If anyone can help....I am having a loud "grinding" noise coming from underneath my 74 Superbeetle. I just replaced the starter and when I pulled it out, the gears were worn down to almost nothing. I put a new starter in and I am still having that same grinding noise (though not as bad). I am thinking something with the flywheel? not sure....any ideas would be greatly appreciated. 
thanks


----------



## alpinweiss (Aug 10, 2007)

*Re: Loud grinding noise (Mr. Blue)*

Am I correct in assuming the grinding noise is only when you have the starter engaged? If so, my guess would be the flywheel teeth are bad. Replacement will require engine removal.
You can try to look at the teeth by raising the car on a lift. Remove the starter and use a mirror and flashlight from under the car. Access is limited, so you may not be able to see a lot. Rotate the engine crankshaft by hand to see different spots on the flywheel.
We will assume the worst. With the engine out, you must remove the flywheel from the crankshaft. Removing the gland nut that retains the flywheel is NOT a light duty job. It takes a 36mm socket and lots of torque.
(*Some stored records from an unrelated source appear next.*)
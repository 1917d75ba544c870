//! Trigger selection and the resident scheduling loop.

use std::str::FromStr;

use anyhow::{Result, anyhow};
use async_trait::async_trait;
use chrono::{DateTime, Utc};

/// Something the scheduler can fire. Cycles report their own failures.
#[async_trait]
pub trait Cycle: Send + Sync {
    async fn run_cycle(&self);
}

#[derive(Debug, Clone)]
pub enum Trigger {
    /// One cycle at startup, then the scheduler returns.
    Once,
    /// A cycle on every firing of the expression, forever.
    Cron {
        expression: String,
        schedule: cron::Schedule,
    },
}

impl Trigger {
    /// A missing or blank expression selects one-shot mode.
    pub fn from_config(expression: Option<&str>) -> Result<Self> {
        match expression.map(str::trim) {
            None | Some("") => Ok(Trigger::Once),
            Some(expr) => {
                let schedule = cron::Schedule::from_str(&normalize_cron_expr(expr))
                    .map_err(|e| anyhow!("Invalid cron expression '{expr}': {e}"))?;
                Ok(Trigger::Cron {
                    expression: expr.to_string(),
                    schedule,
                })
            }
        }
    }

    pub fn is_recurring(&self) -> bool {
        matches!(self, Trigger::Cron { .. })
    }

    pub fn next_fire_after(&self, after: DateTime<Utc>) -> Option<DateTime<Utc>> {
        match self {
            Trigger::Once => None,
            Trigger::Cron { schedule, .. } => schedule.after(&after).next(),
        }
    }
}

/// The `cron` crate wants a leading seconds field and numbers weekdays
/// 1-7 from Sunday. Classic 5-field expressions fire at second zero and use
/// 0-7 with both 0 and 7 meaning Sunday.
fn normalize_cron_expr(expr: &str) -> String {
    let trimmed = expr.trim();
    let fields: Vec<&str> = trimmed.split_whitespace().collect();
    if fields.len() == 5 {
        format!(
            "0 {} {} {} {} {}",
            fields[0],
            fields[1],
            fields[2],
            fields[3],
            shift_days_of_week(fields[4])
        )
    } else {
        trimmed.to_string()
    }
}

/// Rewrite a classic day-of-week field into the `cron` crate's numbering.
///
/// Numeric items, ranges and steps are expanded to an explicit list; names
/// (`MON-FRI`) and a bare `*` are left alone.
fn shift_days_of_week(field: &str) -> String {
    if field == "*" {
        return field.to_string();
    }

    let mut days = Vec::new();
    for item in field.split(',') {
        match classic_days(item) {
            Some(classic) => days.extend(classic.into_iter().map(|d| (d % 7) + 1)),
            None => return field.to_string(),
        }
    }

    days.sort_unstable();
    days.dedup();
    days.iter().map(u32::to_string).collect::<Vec<_>>().join(",")
}

/// Days named by one list item in classic 0-7 numbering.
fn classic_days(item: &str) -> Option<Vec<u32>> {
    let (base, step) = match item.split_once('/') {
        Some((base, step)) => (base, step.parse::<u32>().ok().filter(|s| *s > 0)?),
        None => (item, 1),
    };

    let (start, end) = match base {
        "*" => (0, 6),
        _ => match base.split_once('-') {
            Some((a, b)) => (a.parse::<u32>().ok()?, b.parse::<u32>().ok()?),
            None => {
                let day = base.parse::<u32>().ok()?;
                if item.contains('/') { (day, 7) } else { (day, day) }
            }
        },
    };

    if start > end || end > 7 {
        return None;
    }

    Some((start..=end).step_by(step as usize).collect())
}

/// Drive `cycle` according to `trigger`.
///
/// Cycles never overlap: the next fire time is computed only after the
/// previous cycle has finished.
pub async fn run<C: Cycle + ?Sized>(trigger: &Trigger, cycle: &C) {
    match trigger {
        Trigger::Once => cycle.run_cycle().await,
        Trigger::Cron { expression, .. } => loop {
            let now = Utc::now();
            let Some(next) = trigger.next_fire_after(now) else {
                log::warn!("cron expression '{expression}' has no upcoming fire time");
                return;
            };

            log::debug!("next cycle at {next}");
            let wait = (next - now).to_std().unwrap_or_default();
            tokio::time::sleep(wait).await;

            cycle.run_cycle().await;
        },
    }
}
If you have a lot of miles, it is probably time for all new clutch components and oil seals while you have everything apart.


----------



## Mr. Blue (Nov 10, 2007)

*Re: Loud grinding noise (alpinweiss)*

Yes that is correct-once the car is started the noise stays on. I have a brand new motor that I built (except for the flywheel) and a new clutch. I'll try checking the flywheel for worn teeth. If not this....any other suggestions.....possibly in the tranny?
Thanks


----------



## earthworm (May 26, 2003)

*Re: Loud grinding noise (Mr. Blue)*

Is the starter shaft bushing any good ?


----------



## nightphorge (Mar 2, 2008)

*Re: Loud grinding noise (earthworm)*

check the selenoid that engages the starter. when you turn the ignition, you should hear it click on, then disengage. My guess is your starter is not disengaging.


----------